Some instances slowing down can actually enhance the power and issue of a pose. I nearly at all times discover that to be the case in yoga.
Strive these 7 poses, and maintain every one for at the least 5 deep breaths for an intermediate yoga problem of power and stability.
1. Reclined Certain Angle – Lay again in your mat. Carry the soles of the toes collectively, dropping knees out to the perimeters. Attain arms up overhead. Interlace the fingers, releasing the index. Inhale to stretch. Exhale, carry the knees as much as contact, and curl to raise up and faucet fingers to knees. Inhale to open again up. Transfer by way of 5-10 instances.
2. Tiger Pose – Come as much as fingers and knees. Flatten the again, reaching tailbone to again and crown ahead. Interact the low stomach to flatten the again. Lengthen the left arm ahead, thumb pointing up. Carry proper leg up, bending the knee. Attain the left hand again to clasp maintain of the foot. Push the foot into the hand to deepen the again bend.
3. Modified Facet Plank – Launch the foot to the ground, holding the leg prolonged. Roll to the interior fringe of the proper foot. Attain the proper arm as much as the sky, stacking the shoulders. So as to add on, float the proper leg as much as hip top. To bind, bend the knee and attain again to seize the foot with the proper hand. Retaining knee and ankle parallel with hip.

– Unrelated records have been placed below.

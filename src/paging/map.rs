// Copyright 2024 The x86-paging Authors.
// This project is dual-licensed under Apache 2.0 and MIT terms.
// See LICENSE-APACHE and LICENSE-MIT for details.

use super::{
    MapAttribute, MemoryRegion, PAGE_SIZE, PageBuffer, PageTableMemory, PagingMode, align_down,
    is_aligned,
};
use crate::MapError;
use crate::descriptor::{Descriptor, LinearAddress, PhysicalAddress};

use log::{debug, trace};

/// Maps `region` to the physical range starting at `attributes.base_address()`, applying only the
/// fields of `attributes` selected by `mask`.
///
/// If `root` is `None` a new root table is allocated and stored in it. Every table allocated is
/// taken from the end of `buffer`. Fields outside `mask` keep the value already stored in the
/// affected entries, and new entries start out with all fields clear. A mask containing
/// [`MapAttribute::PRESENT`] with an attribute that does not unmaps the region.
///
/// A leaf that is only partly covered by `region` is split into a table of smaller leaves that
/// reproduce the old mapping. A table entry which is fully covered by `region` is replaced by a
/// single leaf if the paging mode allows a leaf at that level, the physical address is suitably
/// aligned, and `mask` includes the base address; the tables below it are abandoned.
///
/// The request is first walked without changing anything to find out how much memory it needs,
/// so on error neither the page table nor `buffer` has been modified.
///
/// Returns whether any entry was changed.
///
/// # Errors
///
/// Returns [`MapError::RegionBackwards`] if the range is backwards.
///
/// Returns [`MapError::UnalignedAddress`] or [`MapError::UnalignedLength`] if the start or the
/// length of `region` is not a multiple of [`PAGE_SIZE`].
///
/// Returns [`MapError::AddressRange`] if the end of `region` is beyond the largest linear address
/// the paging mode can translate.
///
/// Returns [`MapError::InvalidAttributes`] if `attributes` and `mask` can't be applied to the
/// region: unmapping with further fields in the mask, fields the paging mode can't encode, a
/// physical range beyond what the paging mode can address, or changing fields of a range which is
/// not mapped without making it present with at least the fields of
/// [`MapAttribute::REQUIRED_FOR_NEW_MAPPING`].
///
/// Returns [`MapError::BufferTooSmall`] with the number of bytes the request needs if `buffer` has
/// less than that remaining. Calling again with a buffer that large has the same effect as if the
/// first call had succeeded.
///
/// Returns [`MapError::BufferAddressRange`] if new tables are needed but `buffer` extends beyond
/// the physical addresses a table entry of the paging mode can point to.
pub fn map_range<M: PageTableMemory + ?Sized>(
    memory: &mut M,
    root: &mut Option<PhysicalAddress>,
    mode: PagingMode,
    buffer: &mut PageBuffer,
    region: &MemoryRegion,
    attributes: MapAttribute,
    mask: MapAttribute,
) -> Result<bool, MapError> {
    if region.end() < region.start() {
        return Err(MapError::RegionBackwards(region.clone()));
    }
    if !is_aligned(region.start().0, PAGE_SIZE as u64) {
        return Err(MapError::UnalignedAddress(region.start()));
    }
    if !is_aligned(region.len(), PAGE_SIZE as u64) {
        return Err(MapError::UnalignedLength(region.len()));
    }
    if region.is_empty() || mask.is_empty() {
        return Ok(false);
    }
    if region.end().0 > mode.max_linear_address() {
        return Err(MapError::AddressRange(region.end()));
    }
    check_attributes(mode, region, attributes, mask)?;

    let mut walker = Walker {
        memory,
        buffer,
        mode,
        start: region.start(),
        attributes,
        mask,
        commit: false,
        required: 0,
        modified: false,
    };
    if root.is_none() && walker.is_unmap() {
        return Ok(false);
    }

    walker.walk(root, region)?;
    if walker.required > walker.buffer.remaining() {
        debug!(
            "Mapping {} needs {:#x} bytes of page tables, only {:#x} available",
            region,
            walker.required,
            walker.buffer.remaining()
        );
        return Err(MapError::BufferTooSmall {
            required: walker.required,
        });
    }
    if walker.required > 0 && walker.buffer.end().0 > mode.max_physical_address() {
        return Err(MapError::BufferAddressRange(walker.buffer.end()));
    }

    walker.commit = true;
    walker.required = 0;
    walker.walk(root, region)?;
    debug!(
        "Mapped {} to {} with mask {:#x} ({:?}), {:#x} bytes of page tables allocated",
        region,
        attributes.base_address(),
        mask.bits(),
        mode,
        walker.required
    );
    Ok(walker.modified)
}

/// Checks the parts of a request that don't depend on the current contents of the page table.
fn check_attributes(
    mode: PagingMode,
    region: &MemoryRegion,
    attributes: MapAttribute,
    mask: MapAttribute,
) -> Result<(), MapError> {
    let invalid = Err(MapError::InvalidAttributes(attributes));
    if mask.contains(MapAttribute::PRESENT)
        && !attributes.contains(MapAttribute::PRESENT)
        && mask != MapAttribute::PRESENT
    {
        return invalid;
    }
    if attributes.intersects(mask & mode.unsupported_attributes()) {
        return invalid;
    }
    if mask.intersects(MapAttribute::PAGE_TABLE_BASE_ADDRESS) {
        if !mask.contains(MapAttribute::PAGE_TABLE_BASE_ADDRESS) {
            return invalid;
        }
        match attributes.base_address().0.checked_add(region.len()) {
            Some(end) if end <= mode.max_physical_address() => {}
            _ => return invalid,
        }
    }
    Ok(())
}

/// A table visited by the walk.
///
/// While working out how much memory a request needs, tables which would be allocated don't exist
/// yet; their contents are implied by how they would be created.
#[derive(Copy, Clone, Debug)]
enum Table {
    /// A table already in memory.
    Existing(PhysicalAddress),
    /// A new table with no entries present.
    Empty,
    /// A new table splitting the leaf with the given attributes into smaller leaves.
    Split(MapAttribute),
}

struct Walker<'a, M: PageTableMemory + ?Sized> {
    memory: &'a mut M,
    buffer: &'a mut PageBuffer,
    mode: PagingMode,
    start: LinearAddress,
    attributes: MapAttribute,
    mask: MapAttribute,
    /// Whether to write to the page table, or only count the memory needed.
    commit: bool,
    required: usize,
    modified: bool,
}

Repeat 2 and three by way of on the opposite aspect.
4. Bear Pose – Standing on the prime of the mat with toes as large because the ,at. Fold down over the legs. Carry the palms down. Bend the knees till the thighs are parallel with the ground. Hold the backbone flat and parallel to the ground. Go away the fingers down or lengthen the arms ahead to reinforce.
5. Lunge Variation – From downward canine, step the proper foot to the highest of the mat. Hold left toes tucked and knee lifted. Push into the toes to raise the fingers up. Hold the chest leaning ahead, however with the stomach off of the thighs. Attain your left arm ahead and proper arm again. After holding for five breaths, take into a straightforward twist. Carry the left hand down and attain the proper arm up.
Transfer by way of a vinyasa then repeat on the opposite aspect.
6. Standing Pigeon – Stand on the prime of the mat, shifting weight onto the left foot. Crossing proper ankle over the left thigh. Bend the knees, sending the hips again and reaching the chest ahead. Stick with the fingers on the coronary heart to deal with the stability. Or to work on flexibility, decrease the fingers all the way down to the mat. After 5 or so breaths, repeat on the opposite aspect.
7. Half Knee Pile – Come to seated with the left leg prolonged ahead. Cross the proper knee excessive of the left one. Stroll the fingers ahead and to fold down any quantity. After holding, raise up slowly and repeat on different aspect.
These 7 poses are a part of a full one hour yoga movement class I shared on my channel. Test it out under.